An algorithm is a set of precisely stated, finite sequence of executable steps for solving a problem. Finding a suitable algorithm is frequently the most difficult part of the problem solving process. An algorithm is usually written using informal English-like statements known as pseudocode. Another representation is using a graphical flowchart (not covered here).

Pseudocode Example 1
To calculate the area of a circle, given its radius. INPUT radius circle_area=3.14159*radius*radius OUTPUT circle_area Note: We can use words like GET or READ, etc. instead of INPUT; similarly, we can also use WRITE, PRINT, etc. for OUTPUT.


Pseudocode Example 2a
To find the larger of two user-input numbers. INPUT number1, number2 IF number1 > number2 THEN SET max = number1 ELSE SET max = number2 END IF OUTPUT max


Pseudocode Example 2b
The following is an alternative (and better) form for finding the larger of two user-input numbers. INPUT number1, number2 SET max = number1 IF number2 > max THEN SET max = number2 END IF OUTPUT max

Pseudocode Example 3
To calculate and display the distances travelled by a particle falling under gravity from an initial time 0 to a given maximum time. Assume zero initial velocity. Formula is s=1/2*a*t*t

The results are to be displayed in a table form: Time Elapsed Distance Travelled ---------------------------------0.00 0.00 0.50 1.23 1.00 4.90 1.50 11.03 2.00 19.60 .... ...


Pseudocode Example 3
INPUT max_time, interval SET accel = 9.8, time = 0 PRINT Table Title WHILE time <= max_time distance = 0.5*accel*time*time SET time = time + interval PRINT time, distance END WHILE


Edit, Compile & Link Cycle

1. Create the source program (simple.c) by typing program statements into a program editor. 2. Use a compiler to translate the source program into machine language. This gives an object file (simple.obj) if there are no syntax errors. If there are errors, we need to go back to the editor to fix these errors. 3. Use a linker to combine this object file with other necessary components to get a stand-alone executable file (simple.exe).

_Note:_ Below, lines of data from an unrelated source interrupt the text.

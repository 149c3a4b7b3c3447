use super::span::Span;

/// A reference to a single line of the source text with its byte span.
#[derive(Debug, Clone, Copy, PartialEq, Eq)]
pub struct LineRef<'a> {
    /// Byte span of this line (includes the newline if present).
    pub span: Span,
    /// The line text without its trailing newline.
    pub text: &'a str,
}

impl LineRef<'_> {
    /// Byte offset just past the visible text, before the newline.
    pub fn text_end(&self) -> usize {
        self.span.start + self.text.len()
    }

    /// Whether the line carried a trailing newline.
    pub fn has_newline(&self) -> bool {
        self.span.len() > self.text.len()
    }
}

/// Returns an iterator over lines with their byte spans.
///
/// Splits inclusively so spans tile the input exactly; an input ending in a
/// newline yields no trailing empty line.
pub fn lines_with_spans(text: &str) -> impl Iterator<Item = LineRef<'_>> + '_ {
    let mut offset = 0usize;
    text.split_inclusive('\n').map(move |raw| {
        let start = offset;
        offset += raw.len();
        LineRef {
            span: Span { start, end: offset },
            text: raw.strip_suffix('\n').unwrap_or(raw),
        }
    })
}
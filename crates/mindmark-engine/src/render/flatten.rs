//! Flattens list items that mix text and inline math into a single image.
//!
//! Text and images inside one mind-map node can wrap and misalign; a list
//! line such as `- Area is <img class="math-img"…> units` is rasterized into
//! one SVG with the math vertically centred on the text.

use std::sync::{Arc, OnceLock};

use async_trait::async_trait;
use log::{debug, warn};
use regex::Regex;
use unicode_width::UnicodeWidthStr;

use super::blobs::{BlobStore, PendingBlobs};
use super::diagrams::Extraction;
use super::generation::Generation;
use super::result::{ImageSize, RenderError, RenderResult};
use crate::parsing::fences::{FenceChar, FenceOpening, is_fence_closing};

/// A run of a flattened line.
#[derive(Debug, Clone, PartialEq)]
pub enum LineFragment {
    Text(String),
    Image { src: String, size: ImageSize },
}

/// Draws a sequence of fragments into one image.
#[async_trait]
pub trait LineRasterizer: Send + Sync {
    async fn rasterize(&self, fragments: &[LineFragment]) -> Result<RenderResult, RenderError>;
}

/// Rasterizes to SVG, measuring text by terminal-style column width.
#[derive(Debug, Clone)]
pub struct SvgLineRasterizer {
    pub font_px: f64,
    /// Advance of one column as a fraction of the font size.
    pub column_em: f64,
    pub padding_px: f64,
}

impl Default for SvgLineRasterizer {
    fn default() -> Self {
        Self {
            font_px: 16.0,
            column_em: 0.6,
            padding_px: 2.0,
        }
    }
}

impl SvgLineRasterizer {
    pub fn new(font_px: f64) -> Self {
        Self {
            font_px,
            ..Self::default()
        }
    }

    fn text_width(&self, text: &str) -> f64 {
        UnicodeWidthStr::width(text) as f64 * self.font_px * self.column_em
    }

    fn line_height(&self, fragments: &[LineFragment]) -> f64 {
        fragments
            .iter()
            .filter_map(|f| match f {
                LineFragment::Image { size, .. } => Some(size.height as f64),
                LineFragment::Text(_) => None,
            })
            .fold(self.font_px * 1.4, f64::max)
    }
}

#[async_trait]
impl LineRasterizer for SvgLineRasterizer {
    async fn rasterize(&self, fragments: &[LineFragment]) -> Result<RenderResult, RenderError> {
        if fragments.is_empty() {
            return Err(RenderError::failed("svg-line", "nothing to rasterize"));
        }

        let height = self.line_height(fragments) + 2.0 * self.padding_px;
        let mid = height / 2.0;
        let mut x = self.padding_px;
        let mut body = String::new();

        for fragment in fragments {
            match fragment {
                LineFragment::Text(text) => {
                    body.push_str(&format!(
                        r#"<text x="{x:.1}" y="{mid:.1}" dominant-baseline="central" xml:space="preserve">{}</text>"#,
                        html_escape::encode_text(text)
                    ));
                    x += self.text_width(text);
                }
                LineFragment::Image { src, size } => {
                    let y = mid - size.height as f64 / 2.0;
                    body.push_str(&format!(
                        r#"<image x="{x:.1}" y="{y:.1}" width="{}" height="{}" href="{}"/>"#,
                        size.width,
                        size.height,
                        html_escape::encode_double_quoted_attribute(src)
                    ));
                    x += size.width as f64;
                }
            }
        }

        let width = x + self.padding_px;
        let svg = format!(
            r#"<svg xmlns="http://www.w3.org/2000/svg" width="{w}" height="{h}" viewBox="0 0 {w} {h}" font-size="{font}px">{body}</svg>"#,
            w = width.ceil(),
            h = height.ceil(),
            font = self.font_px,
        );
        Ok(RenderResult::svg(svg).with_size(width, height))
    }
}

fn list_prefix(line: &str) -> Option<&str> {
    static PREFIX: OnceLock<Regex> = OnceLock::new();
    PREFIX
        .get_or_init(|| Regex::new(r"^\s*(?:[-*+]|\d+\.)\s+").expect("Invalid list prefix regex"))
        .find(line)
        .map(|m| m.as_str())
}

fn img_tag() -> &'static Regex {
    static IMG: OnceLock<Regex> = OnceLock::new();
    IMG.get_or_init(|| Regex::new(r"<img\b[^>]*>").expect("Invalid img regex"))
}

fn tag_attribute<'a>(tag: &'a str, name: &str) -> Option<&'a str> {
    let needle = format!(" {name}=\"");
    let start = tag.find(&needle)? + needle.len();
    let len = tag[start..].find('"')?;
    Some(&tag[start..start + len])
}

/// Splits list item content into fragments when it mixes inline math and
/// text. Returns `None` for anything else.
pub fn split_math_line(content: &str) -> Option<Vec<LineFragment>> {
    let mut fragments = Vec::new();
    let mut last = 0usize;
    let mut has_math = false;

    for m in img_tag().find_iter(content) {
        let tag = m.as_str();
        let class = tag_attribute(tag, "class").unwrap_or_default();
        if !class.split_whitespace().any(|c| c == "math-img") || class.contains("math-block") {
            return None;
        }
        let size = ImageSize::new(
            tag_attribute(tag, "width")?.parse().ok()?,
            tag_attribute(tag, "height")?.parse().ok()?,
        );
        let src = html_escape::decode_html_entities(tag_attribute(tag, "src")?).into_owned();

        push_text(&mut fragments, &content[last..m.start()]);
        fragments.push(LineFragment::Image { src, size });
        has_math = true;
        last = m.end();
    }
    push_text(&mut fragments, &content[last..]);

    let has_text = fragments.iter().any(|f| matches!(f, LineFragment::Text(_)));
    (has_math && has_text).then_some(fragments)
}

fn push_text(fragments: &mut Vec<LineFragment>, text: &str) {
    if !text.trim().is_empty() {
        fragments.push(LineFragment::Text(text.to_string()));
    }
}

/// Replaces mixed text-and-math list items with one rasterized image each.
///
/// Returns `None` when `generation` went stale; this pass's blobs are
/// revoked by then.
pub async fn flatten_math_lines(
    text: &str,
    generation: &Generation,
    rasterizer: &dyn LineRasterizer,
    store: Arc<dyn BlobStore>,
) -> Option<Extraction> {
    let mut blobs = PendingBlobs::new(store);
    let mut out = Vec::new();
    let mut fence: Option<(FenceChar, usize)> = None;

    for line in text.split('\n') {
        if let Some((marker_char, marker_len)) = fence {
            if is_fence_closing(line, marker_char, marker_len) {
                fence = None;
            }
            out.push(line.to_string());
            continue;
        }
        if let Some(opening) = FenceOpening::parse(line) {
            fence = Some((opening.marker_char, opening.marker_len));
            out.push(line.to_string());
            continue;
        }

        let Some(prefix) = list_prefix(line) else {
            out.push(line.to_string());
            continue;
        };
        let Some(fragments) = split_math_line(&line[prefix.len()..]) else {
            out.push(line.to_string());
            continue;
        };

        if !generation.is_current() {
            debug!("Math line flattening superseded");
            return None;
        }
        let rasterized = rasterizer.rasterize(&fragments).await;
        if !generation.is_current() {
            debug!("Math line flattening superseded during rasterization");
            return None;
        }

        match rasterized {
            Ok(result) if result.is_complete() => {
                let size = result.size_or(ImageSize::new(1, 1));
                let handle = blobs.create(&result.mime, result.data);
                out.push(format!(
                    "{prefix}<img class=\"math-line-img\" alt=\"math\" src=\"{handle}\" width=\"{w}\" height=\"{h}\" style=\"width:{w}px;height:{h}px;\">",
                    w = size.width,
                    h = size.height,
                ));
            }
            Ok(_) => out.push(line.to_string()),
            Err(e) => {
                warn!("Math line rasterization failed; keeping line: {e}");
                out.push(line.to_string());
            }
        }
    }

    Some(Extraction {
        text: out.join("\n"),
        blobs,
    })
}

Edit, Compile & Link Cycle

These steps are usually carried out within an IDE (Integrated Development Environment). An IDE typically contains an editor, a compiler, a linker, a debugger (for helping to find and correct programming errors), and other components. We use the Microsoft Visual C++ in this course.


Errors (Bugs) in Programs

A bug is an error in software/hardware. Correcting a bug is known as debugging. The following types of errors may appear in our programs: Syntax Errors: errors in grammar Logical Errors: errors due to the use of wrong algorithm, wrong formula, etc. Runtime Errors: errors that occur when a program is being executed. An example is division by a variable value which turns out to be zero.